Likewise, Wilson felt that the conservation of natural resources was critical. From the outset of his presidency, he promoted protecting America's public lands. He signed the Organic Act, which further protected the national parks. However, he believed that preservation needed to take a backseat to conservation. This was illustrated when he authorized the construction of the Hetch Hetchy Dam to provide water for San Francisco.
Food and Drugs
All three of these presidents felt that food and drug safety needed to be better regulated. Roosevelt signed the landmark Pure Food and Drug Act and the Meat Inspection Act in 1906. Roosevelt felt that the federal government had the responsibility to protect American consumers from dangerous business practices and he hoped that these new laws would help do that. This led to the creation of the Food Administration. Taft also supported this and used his office to enforce the provisions of these acts. Wilson further strengthened the ability of the federal government to ensure food safety by tasking the Food Administration to vigorously enforce regulations. He even appointed Herbert Hoover as head of the Food Administration and gave him a free hand over how he conducted his affairs.

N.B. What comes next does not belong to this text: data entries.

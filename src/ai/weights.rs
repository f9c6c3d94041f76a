//! Tunable scoring parameters for the frontier-scoring policies.
//!
//! The constants are balance values carried over from play-testing; they
//! are not derived from board data. The AI never knows the true
//! attack/gold split behind a clue total, so each policy assumes its own
//! fixed split.

use crate::ai::clues::ClueReading;
use crate::engine::models::Coord;
use crate::engine::sanitizer::SanitizedBoard;

#[derive(Debug, Clone)]
pub struct ScoreWeights {
    pub attack_weight: f64,
    pub gold_weight: f64,
    /// Share of a clue's probability mass read as attack potential.
    pub attack_split: f64,
    /// Share read as gold potential. The two shares need not sum to 1;
    /// the remainder implicitly covers traps.
    pub gold_split: f64,
    /// Applied once per adjacent clue with nothing left to find.
    pub satisfied_clue_penalty: f64,
    /// Score for cells with no adjacent clue data at all.
    pub frontier_baseline: f64,
    /// Flat bonus for adjacency to a clue with total >= the threshold.
    pub rich_clue_bonus: f64,
    pub rich_clue_threshold: u8,
}

pub static CALCULATOR_WEIGHTS: ScoreWeights = ScoreWeights {
    attack_weight: 3.0,
    gold_weight: 1.5,
    attack_split: 0.6,
    gold_split: 0.3,
    satisfied_clue_penalty: -0.5,
    frontier_baseline: 0.1,
    rich_clue_bonus: 0.0,
    rich_clue_threshold: 3,
};

pub static HOARDER_WEIGHTS: ScoreWeights = ScoreWeights {
    attack_weight: 1.0,
    gold_weight: 4.0,
    attack_split: 0.5,
    gold_split: 0.4,
    satisfied_clue_penalty: -0.2,
    frontier_baseline: 0.05,
    rich_clue_bonus: 1.5,
    rich_clue_threshold: 3,
};

/// Score one hidden cell against the clues that touch it. Contributions
/// from multiple clues add up; there is no joint inference across clues.
pub fn score_cell(clues: &[ClueReading], cell: Coord, w: &ScoreWeights) -> f64 {
    let mut attack_potential = 0.0;
    let mut gold_potential = 0.0;
    let mut penalty = 0.0;
    let mut any_clue = false;
    let mut rich_clue = false;

    for clue in clues.iter().filter(|c| c.touches(cell)) {
        any_clue = true;
        if clue.is_satisfied() {
            penalty += w.satisfied_clue_penalty;
        } else if !clue.hidden_neighbors.is_empty() {
            let p = clue.item_probability();
            attack_potential += p * w.attack_split;
            gold_potential += p * w.gold_split;
        }
        if clue.total >= w.rich_clue_threshold {
            rich_clue = true;
        }
    }

    if !any_clue {
        return w.frontier_baseline;
    }

    let mut score =
        attack_potential * w.attack_weight + gold_potential * w.gold_weight + penalty;
    if rich_clue {
        score += w.rich_clue_bonus;
    }
    score
}

/// Highest-scoring hidden cell, first-max in row-major scan order. The
/// deterministic tie-break is load-bearing: repeated calls on the same
/// view must return the same cell.
pub fn best_scoring_cell(
    view: &SanitizedBoard,
    clues: &[ClueReading],
    w: &ScoreWeights,
) -> Option<(Coord, f64)> {
    let mut best: Option<(Coord, f64)> = None;
    for cell in view.hidden_cells() {
        let score = score_cell(clues, cell, w);
        match best {
            Some((_, b)) if score <= b => {}
            _ => best = Some((cell, score)),
        }
    }
    best
}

Roosevelt was well aware that there was a race problem in the United States. However, he did not feel that the government should take an active role in rectifying it. He felt that gradual change was best and that legislation was not the answer. Taft and Wilson also did little to rectify racial inequality in the country. However, Roosevelt was a champion of women's suffrage. While he did not take many actions to promote it during his presidency, his Bull-Moose Party had many women representatives on the national committee. When a referendum for women's suffrage made its way onto the New York state ballot in 1915, Roosevelt campaigned in its favor.
Taft and Wilson (at first) both opposed women's suffrage at the federal level. Taft mostly ignored the issue. At best, Wilson only gave it lipservice in his early years as president. However, the contribution of women during WWI convinced him that they could play a bigger role in the public sphere. By 1919, Wilson became a more vocal supporter of the suffragette's cause.